В «Околоноля» пресловутые коррупция и гниль — не слишком заметный, поскольку привычный фон, вроде погоды за окном, но о ней романов не пишут, а пишут стихи. И то если не боятся соперничать с Пушкиным, с его «календарной», по Лимонову, поэзией. Или Маршаком («открываем календарь — начинается январь»).
Кстати, о воровстве. Тот же Быков остроумно рассуждает о «сырьевой природе» романа — а какая еще, дескать, возможна литература от главного идеолога великой энергетической державы? Перечисляет источники вдохновения: естественно, Борхес и Набоков (в алфавитном порядке, ибо до конца не ясно, кто главнее). Саша Соколов. Большая тройка: Сорокин, Пелевин и Быков (собственные корешки в «Околоноля» Дмитрий Львович подробно и убедительно аргументирует). Занятно, что подзабыл рецензент нашего Льва Гурского, у которого взята взаймы вся метафора отечественного издательского и книжного рынка как кроваво-криминального дела со своими мафиями, боевиками и теневиками.
Почему Быков? Вообще-то рецензий было много, а еще больше — кудахтанья, местами восторженного, чаще — нет, но с неизменной опасливой оглядкой на кремлевские башни.
Быков написал хорошо, резко, зло и, похоже, несправедливо. Зато есть от чего оттолкнуться.
Странно видеть эти громы, молнии и Карамзина («воруют!») среди давно ясного, точнее, пустого неба… Для чего тогда, собственно, вообще задуман был постмодернизм, интертекст, полисемантика и прочая смесь французского с единоросским? Автор «Околоноля» вовсе не прячет исходников, насмешливо демонстрируя и травестируя их. Странно видеть пародию на пародию, но, видимо, в свете сегодняшних реалий — самое то. Из суммы постмодернизмов рождается реализм. И даже не мистический.

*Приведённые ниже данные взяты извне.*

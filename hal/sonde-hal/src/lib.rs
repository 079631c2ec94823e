//! Sonde Link Hardware Abstraction Layer
//!
//! This crate defines the hardware capabilities the receiver and relay
//! need. Chip-specific HALs implement them; host tests implement them
//! with scripted simulations.
//!
//! # Architecture
//!
//! ```text
//! ┌─────────────────────────────────────────┐
//! │  Application (sonde-firmware, tests)    │
//! └─────────────────────────────────────────┘
//!                     │
//!                     ▼
//! ┌─────────────────────────────────────────┐
//! │  sonde-hal (this crate - traits)        │
//! └─────────────────────────────────────────┘
//!                     │
//!         ┌───────────┴───────────┐
//!         ▼                       ▼
//! ┌───────────────┐       ┌───────────────┐
//! │  sonde-hal-   │       │ embedded-hal  │
//! │    rp2040     │       │   adapters    │
//! └───────────────┘       └───────────────┘
//! ```
//!
//! # Traits
//!
//! - [`gpio::OutputPin`], [`gpio::InputPin`] - Digital I/O
//! - [`delay::BusyWait`] - Blocking microsecond delays
//! - [`uart::UartTx`], [`uart::UartRx`] - Serial communication
//! - [`debug::DebugSink`] - Line-oriented status output

#![no_std]
#![deny(unsafe_code)]

pub mod debug;
pub mod delay;
pub mod gpio;
pub mod uart;

// Re-export key traits at crate root for convenience
pub use debug::DebugSink;
pub use delay::BusyWait;
pub use gpio::{InputPin, OutputPin};
pub use uart::{UartRx, UartTx};
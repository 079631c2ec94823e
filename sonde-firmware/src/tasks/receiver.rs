//! Bit-banged receive task
//!
//! Busy-waits for the whole frame, so it holds the executor while a byte
//! is in flight.

use defmt::*;
use embassy_time::Timer;

use sonde_core::rx::{BitBangReceiver, RxError};
use sonde_hal::debug::NullSink;
use sonde_hal::OutputPin;
use sonde_hal_rp2040::{BlockingDelay, RpInput, RpOutput};

use crate::log_sink::DefmtSink;

/// Receiver on the board's GPIO and timer, full-size buffer
pub type SondeReceiver = BitBangReceiver<RpInput<'static>, BlockingDelay>;

/// Receive task - decodes sonde frames from GPIO until the buffer fills
#[embassy_executor::task]
pub async fn receiver_task(
    receiver: &'static mut SondeReceiver,
    tx_pin: RpOutput<'static>,
    status_line: bool,
) {
    info!(
        "Receiver task started (TX idle {})",
        if tx_pin.is_set_high() { "high" } else { "low" }
    );

    let mut status = DefmtSink;
    let mut quiet = NullSink;

    loop {
        let result = if status_line {
            receiver.run_iteration(&mut status)
        } else {
            receiver.run_iteration(&mut quiet)
        };

        match result {
            Ok(byte) => {
                trace!("Sonde byte {=u8:#x} ({} stored)", byte, receiver.count());
            }
            Err(RxError::Framing { byte }) => {
                warn!("Framing error, dropped {=u8:#x}", byte);
            }
            Err(RxError::BufferFull) => {
                error!(
                    "Sonde buffer full ({} bytes), reception halted",
                    receiver.count()
                );
                info!("Receive stats: {:?}", receiver.stats());
                break;
            }
        }
    }

    // Keep the TX pin driven idle while halted
    let _tx_pin = tx_pin;
    loop {
        Timer::after_secs(60).await;
    }
}
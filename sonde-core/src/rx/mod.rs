//! Bit-timed serial reception
//!
//! Decodes 8N1 (or 8N2) frames from a polled input pin using busy-wait
//! delays instead of a UART peripheral.

pub mod buffer;
pub mod receiver;
pub mod timing;

pub use buffer::{BufferError, SondeBuffer, DEFAULT_CAPACITY};
pub use receiver::{BitBangReceiver, RxConfig, RxError, RxState, RxStats, DATA_BITS, STATUS_LINE};
pub use timing::{BaudRate, BitTiming};
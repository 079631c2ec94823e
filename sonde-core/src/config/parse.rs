//! `sonde.toml` parser
//!
//! A minimal parser for the subset of TOML the configuration uses. It does
//! NOT support the full TOML spec.
//!
//! Supported:
//! - `[section]` headers
//! - `key = value` pairs with integer or boolean values
//! - Underscores in integers (`9_600`)
//! - Comments (`# ...`), whole-line or trailing
//!
//! Unknown sections and keys are errors, so a typo cannot silently fall
//! back to a default.

use super::types::SondeConfig;

/// What went wrong on a line
#[derive(Debug, Clone, Copy, PartialEq, Eq)]
#[cfg_attr(feature = "defmt", derive(defmt::Format))]
pub enum ParseErrorKind {
    /// Malformed `[section]` header
    InvalidSection,
    /// Section name not recognised
    UnknownSection,
    /// Key not recognised in this section
    UnknownKey,
    /// Value has the wrong type or is out of range
    InvalidValue,
    /// Line is neither a header nor `key = value`
    MissingEquals,
}

/// Parse error with its 1-based line number
#[derive(Debug, Clone, Copy, PartialEq, Eq)]
#[cfg_attr(feature = "defmt", derive(defmt::Format))]
pub struct ParseError {
    pub line: u16,
    pub kind: ParseErrorKind,
}

/// Current parsing context
#[derive(Debug, Clone, Copy, PartialEq, Eq)]
enum Section {
    Root,
    Receiver,
    Debug,
}

/// Parse TOML text into a [`SondeConfig`]
///
/// Keys that are absent keep their defaults. Values are type-checked here;
/// range checks happen in [`SondeConfig::rx_config`].
pub fn parse_config(input: &str) -> Result<SondeConfig, ParseError> {
    let mut config = SondeConfig::default();
    let mut section = Section::Root;

    for (idx, raw) in input.lines().enumerate() {
        let line_no = u16::try_from(idx + 1).unwrap_or(u16::MAX);
        let err = |kind| ParseError {
            line: line_no,
            kind,
        };

        let line = strip_comment(raw).trim();
        if line.is_empty() {
            continue;
        }

        if let Some(header) = line.strip_prefix('[') {
            let name = header
                .strip_suffix(']')
                .ok_or(err(ParseErrorKind::InvalidSection))?;
            section = parse_section_header(name.trim()).map_err(err)?;
            continue;
        }

        let (key, value) = line
            .split_once('=')
            .ok_or(err(ParseErrorKind::MissingEquals))?;
        apply_key(&mut config, section, key.trim(), value.trim()).map_err(err)?;
    }

    Ok(config)
}

fn strip_comment(line: &str) -> &str {
    match line.find('#') {
        Some(pos) => &line[..pos],
        None => line,
    }
}

fn parse_section_header(name: &str) -> Result<Section, ParseErrorKind> {
    match name {
        "" => Err(ParseErrorKind::InvalidSection),
        "receiver" => Ok(Section::Receiver),
        "debug" => Ok(Section::Debug),
        _ => Err(ParseErrorKind::UnknownSection),
    }
}

fn apply_key(
    config: &mut SondeConfig,
    section: Section,
    key: &str,
    value: &str,
) -> Result<(), ParseErrorKind> {
    match (section, key) {
        (Section::Receiver, "baud") => config.receiver.baud = parse_u32(value)?,
        (Section::Receiver, "stop_bits") => config.receiver.stop_bits = parse_u8(value)?,
        (Section::Receiver, "check_stop_bit") => config.receiver.check_stop_bit = parse_bool(value)?,
        (Section::Receiver, "idle_poll_us") => config.receiver.idle_poll_us = parse_u32(value)?,
        (Section::Debug, "status_line") => config.debug.status_line = parse_bool(value)?,
        (Section::Debug, "relay") => config.debug.relay = parse_bool(value)?,
        (Section::Debug, "relay_debug") => config.debug.relay_debug = parse_bool(value)?,
        _ => return Err(ParseErrorKind::UnknownKey),
    }
    Ok(())
}

fn parse_u32(value: &str) -> Result<u32, ParseErrorKind> {
    if value.is_empty() || value.starts_with('_') || value.ends_with('_') {
        return Err(ParseErrorKind::InvalidValue);
    }

    let mut result: u32 = 0;
    for c in value.chars() {
        if c == '_' {
            continue;
        }
        let digit = c.to_digit(10).ok_or(ParseErrorKind::InvalidValue)?;
        result = result
            .checked_mul(10)
            .and_then(|r| r.checked_add(digit))
            .ok_or(ParseErrorKind::InvalidValue)?;
    }
    Ok(result)
}

fn parse_u8(value: &str) -> Result<u8, ParseErrorKind> {
    u8::try_from(parse_u32(value)?).map_err(|_| ParseErrorKind::InvalidValue)
}

fn parse_bool(value: &str) -> Result<bool, ParseErrorKind> {
    match value {
        "true" => Ok(true),
        "false" => Ok(false),
        _ => Err(ParseErrorKind::InvalidValue),
    }
}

Другое дело, что роман получился очень старомодный, из тех самых постмодернистских 90-х, которые Кремль первым и предал анафеме, обозвав «лихими». Кстати, в полном согласии с национальной традицией — преданных анафеме Стеньку Разина и Емельку Пугачева называли «лихими людишками». Так сегодня не пишут. В устойчивой литературной моде — улица, война, антиутопия, антибуржуазность, политизированность левого и ностальгического толка. А главное, стиль — скупой и мускулистый, запах мужского пота, а не Диора. Не Набоков — Борхес, а Лимонов с Буковским.